WHAT IS EXPECTED >> In the material below, count the lines where the word "Deserialize" appears. Nothing but the number, please.

- Opening Delimiter -

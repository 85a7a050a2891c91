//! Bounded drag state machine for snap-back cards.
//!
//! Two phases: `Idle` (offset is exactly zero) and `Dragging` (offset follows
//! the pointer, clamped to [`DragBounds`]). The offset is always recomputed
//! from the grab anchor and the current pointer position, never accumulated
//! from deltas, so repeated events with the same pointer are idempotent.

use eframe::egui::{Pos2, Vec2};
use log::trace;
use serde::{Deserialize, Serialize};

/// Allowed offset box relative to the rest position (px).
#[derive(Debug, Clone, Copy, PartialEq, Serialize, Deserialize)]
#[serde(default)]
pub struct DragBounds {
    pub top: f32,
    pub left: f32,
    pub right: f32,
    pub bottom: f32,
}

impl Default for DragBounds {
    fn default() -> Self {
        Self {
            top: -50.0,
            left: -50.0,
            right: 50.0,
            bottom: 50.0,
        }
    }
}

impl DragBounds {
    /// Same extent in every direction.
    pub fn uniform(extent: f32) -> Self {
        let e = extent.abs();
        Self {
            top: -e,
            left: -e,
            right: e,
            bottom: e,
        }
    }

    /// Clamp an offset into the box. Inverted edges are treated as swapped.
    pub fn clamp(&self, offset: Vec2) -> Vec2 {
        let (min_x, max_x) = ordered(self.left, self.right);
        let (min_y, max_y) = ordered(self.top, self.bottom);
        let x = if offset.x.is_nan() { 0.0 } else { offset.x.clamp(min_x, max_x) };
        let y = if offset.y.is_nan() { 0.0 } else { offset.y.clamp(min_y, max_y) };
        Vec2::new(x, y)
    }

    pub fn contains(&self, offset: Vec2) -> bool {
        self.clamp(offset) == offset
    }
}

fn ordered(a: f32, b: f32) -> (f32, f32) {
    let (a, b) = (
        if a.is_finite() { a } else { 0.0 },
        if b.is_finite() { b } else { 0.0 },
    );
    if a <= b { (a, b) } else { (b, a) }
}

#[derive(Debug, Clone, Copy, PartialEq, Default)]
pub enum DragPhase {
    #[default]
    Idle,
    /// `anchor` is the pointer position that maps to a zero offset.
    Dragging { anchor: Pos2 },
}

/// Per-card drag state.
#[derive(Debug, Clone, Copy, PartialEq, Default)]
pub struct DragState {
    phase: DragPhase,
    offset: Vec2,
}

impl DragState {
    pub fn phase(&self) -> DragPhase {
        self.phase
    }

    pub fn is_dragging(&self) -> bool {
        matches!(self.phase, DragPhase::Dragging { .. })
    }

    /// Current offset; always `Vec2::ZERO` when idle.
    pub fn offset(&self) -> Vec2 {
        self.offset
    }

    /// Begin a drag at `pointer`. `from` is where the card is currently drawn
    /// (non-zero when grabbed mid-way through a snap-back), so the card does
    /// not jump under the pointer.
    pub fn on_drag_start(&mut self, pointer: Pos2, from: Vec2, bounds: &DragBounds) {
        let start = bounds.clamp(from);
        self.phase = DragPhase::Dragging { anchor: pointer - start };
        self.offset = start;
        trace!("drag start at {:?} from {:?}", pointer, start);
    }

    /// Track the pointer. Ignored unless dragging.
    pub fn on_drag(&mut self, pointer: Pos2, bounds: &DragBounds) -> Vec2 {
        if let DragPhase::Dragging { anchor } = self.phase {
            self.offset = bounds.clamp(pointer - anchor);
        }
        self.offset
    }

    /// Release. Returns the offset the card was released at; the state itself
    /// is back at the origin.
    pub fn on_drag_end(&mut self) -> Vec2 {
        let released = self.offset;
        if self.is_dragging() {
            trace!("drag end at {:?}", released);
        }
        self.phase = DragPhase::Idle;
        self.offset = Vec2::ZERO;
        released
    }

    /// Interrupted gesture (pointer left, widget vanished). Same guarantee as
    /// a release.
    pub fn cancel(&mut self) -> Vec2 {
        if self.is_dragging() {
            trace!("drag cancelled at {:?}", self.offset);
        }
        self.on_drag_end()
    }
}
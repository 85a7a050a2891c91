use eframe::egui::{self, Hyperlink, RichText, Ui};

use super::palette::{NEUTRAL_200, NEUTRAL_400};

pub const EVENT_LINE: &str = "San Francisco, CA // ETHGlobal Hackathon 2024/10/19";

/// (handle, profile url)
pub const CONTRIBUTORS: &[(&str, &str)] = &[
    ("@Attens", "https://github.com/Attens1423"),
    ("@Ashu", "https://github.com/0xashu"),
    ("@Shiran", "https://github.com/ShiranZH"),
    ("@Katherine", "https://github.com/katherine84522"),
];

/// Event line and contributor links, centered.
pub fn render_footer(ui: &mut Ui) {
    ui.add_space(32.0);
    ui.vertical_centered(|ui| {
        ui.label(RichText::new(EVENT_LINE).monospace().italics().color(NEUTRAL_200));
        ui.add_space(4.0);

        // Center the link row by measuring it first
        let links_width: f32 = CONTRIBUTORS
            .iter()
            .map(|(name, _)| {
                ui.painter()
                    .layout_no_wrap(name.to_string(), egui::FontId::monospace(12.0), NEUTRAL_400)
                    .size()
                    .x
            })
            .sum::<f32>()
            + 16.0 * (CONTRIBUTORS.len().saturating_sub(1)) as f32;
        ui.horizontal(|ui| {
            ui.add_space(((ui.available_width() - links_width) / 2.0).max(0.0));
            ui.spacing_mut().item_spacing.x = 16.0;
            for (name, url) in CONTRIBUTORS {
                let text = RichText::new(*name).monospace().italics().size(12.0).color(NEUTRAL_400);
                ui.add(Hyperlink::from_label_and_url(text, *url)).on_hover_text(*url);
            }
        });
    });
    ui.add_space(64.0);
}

- Closing Delimiter -
- Opening Delimiter -

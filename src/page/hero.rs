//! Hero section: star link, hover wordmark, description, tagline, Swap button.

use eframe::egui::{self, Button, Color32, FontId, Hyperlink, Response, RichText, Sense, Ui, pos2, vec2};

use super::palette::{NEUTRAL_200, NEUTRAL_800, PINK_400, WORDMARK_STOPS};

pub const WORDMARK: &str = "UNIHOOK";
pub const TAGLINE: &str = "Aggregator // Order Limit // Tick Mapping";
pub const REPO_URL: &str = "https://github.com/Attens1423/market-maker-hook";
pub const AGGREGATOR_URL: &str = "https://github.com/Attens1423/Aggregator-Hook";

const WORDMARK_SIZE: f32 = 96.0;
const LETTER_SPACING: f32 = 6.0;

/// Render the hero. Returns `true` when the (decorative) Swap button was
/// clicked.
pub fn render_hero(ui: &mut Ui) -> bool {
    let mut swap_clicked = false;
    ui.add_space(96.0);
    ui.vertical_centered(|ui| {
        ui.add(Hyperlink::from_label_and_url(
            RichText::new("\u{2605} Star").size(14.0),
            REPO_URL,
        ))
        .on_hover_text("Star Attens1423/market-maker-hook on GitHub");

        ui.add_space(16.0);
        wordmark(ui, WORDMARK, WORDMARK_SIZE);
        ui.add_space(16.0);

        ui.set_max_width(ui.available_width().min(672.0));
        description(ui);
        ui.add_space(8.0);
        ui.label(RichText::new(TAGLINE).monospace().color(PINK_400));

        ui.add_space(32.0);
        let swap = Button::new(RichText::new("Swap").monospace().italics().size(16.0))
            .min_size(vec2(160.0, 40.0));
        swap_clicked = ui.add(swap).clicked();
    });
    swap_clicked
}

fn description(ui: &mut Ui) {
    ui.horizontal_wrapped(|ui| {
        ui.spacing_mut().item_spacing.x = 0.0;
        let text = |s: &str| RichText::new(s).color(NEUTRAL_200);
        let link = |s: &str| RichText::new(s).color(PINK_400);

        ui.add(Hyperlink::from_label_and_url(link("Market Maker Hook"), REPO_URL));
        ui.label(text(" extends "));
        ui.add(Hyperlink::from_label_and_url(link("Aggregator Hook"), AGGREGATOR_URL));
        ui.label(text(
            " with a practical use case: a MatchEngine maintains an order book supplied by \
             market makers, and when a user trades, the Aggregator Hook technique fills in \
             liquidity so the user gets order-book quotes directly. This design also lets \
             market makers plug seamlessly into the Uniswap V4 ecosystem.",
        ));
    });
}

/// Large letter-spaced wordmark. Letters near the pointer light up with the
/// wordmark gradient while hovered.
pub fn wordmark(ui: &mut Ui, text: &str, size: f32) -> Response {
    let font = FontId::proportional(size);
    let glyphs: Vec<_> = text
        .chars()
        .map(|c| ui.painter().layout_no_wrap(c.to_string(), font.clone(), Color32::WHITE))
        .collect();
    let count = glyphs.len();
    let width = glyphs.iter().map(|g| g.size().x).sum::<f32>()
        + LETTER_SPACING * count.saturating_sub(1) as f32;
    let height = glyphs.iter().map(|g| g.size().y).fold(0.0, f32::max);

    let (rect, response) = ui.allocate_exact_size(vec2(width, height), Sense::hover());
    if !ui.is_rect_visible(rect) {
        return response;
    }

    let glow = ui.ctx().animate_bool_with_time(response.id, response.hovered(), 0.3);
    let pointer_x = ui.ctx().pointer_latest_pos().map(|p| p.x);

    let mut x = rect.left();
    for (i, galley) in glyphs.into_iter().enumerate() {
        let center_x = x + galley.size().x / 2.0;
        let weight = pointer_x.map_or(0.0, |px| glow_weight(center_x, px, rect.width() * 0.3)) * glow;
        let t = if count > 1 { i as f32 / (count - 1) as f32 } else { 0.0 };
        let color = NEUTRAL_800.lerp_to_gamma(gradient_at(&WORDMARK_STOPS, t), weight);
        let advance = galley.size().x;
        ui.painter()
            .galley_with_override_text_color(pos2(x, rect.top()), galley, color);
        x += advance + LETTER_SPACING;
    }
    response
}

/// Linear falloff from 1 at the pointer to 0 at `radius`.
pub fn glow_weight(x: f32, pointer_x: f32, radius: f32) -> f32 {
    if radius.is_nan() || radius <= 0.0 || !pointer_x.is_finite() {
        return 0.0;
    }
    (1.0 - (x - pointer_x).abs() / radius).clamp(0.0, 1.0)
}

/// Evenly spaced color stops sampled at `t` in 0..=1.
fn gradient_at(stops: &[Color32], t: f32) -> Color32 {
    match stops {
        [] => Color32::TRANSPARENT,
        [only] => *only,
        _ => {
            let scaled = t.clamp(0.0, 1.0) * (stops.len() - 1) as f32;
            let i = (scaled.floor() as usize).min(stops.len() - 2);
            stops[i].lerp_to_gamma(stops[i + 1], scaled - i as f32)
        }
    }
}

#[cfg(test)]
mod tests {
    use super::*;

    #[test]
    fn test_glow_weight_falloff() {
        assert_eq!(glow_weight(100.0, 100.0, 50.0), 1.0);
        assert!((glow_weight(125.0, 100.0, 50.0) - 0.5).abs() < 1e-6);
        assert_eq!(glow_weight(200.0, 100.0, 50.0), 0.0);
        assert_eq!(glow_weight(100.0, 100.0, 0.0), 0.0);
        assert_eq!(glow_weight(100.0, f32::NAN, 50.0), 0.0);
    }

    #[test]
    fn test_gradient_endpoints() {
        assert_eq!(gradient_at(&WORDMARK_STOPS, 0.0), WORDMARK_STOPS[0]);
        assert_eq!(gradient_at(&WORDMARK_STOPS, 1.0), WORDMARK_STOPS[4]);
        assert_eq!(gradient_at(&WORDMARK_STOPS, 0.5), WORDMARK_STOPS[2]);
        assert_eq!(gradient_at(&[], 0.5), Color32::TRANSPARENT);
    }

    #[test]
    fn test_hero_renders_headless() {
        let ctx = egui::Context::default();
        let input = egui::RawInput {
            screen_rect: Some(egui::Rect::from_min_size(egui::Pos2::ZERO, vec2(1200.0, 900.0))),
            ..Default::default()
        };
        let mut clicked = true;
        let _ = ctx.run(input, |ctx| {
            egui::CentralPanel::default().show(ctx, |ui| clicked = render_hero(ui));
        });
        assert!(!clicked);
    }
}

- Closing Delimiter -

TASK SOLUTION >> 2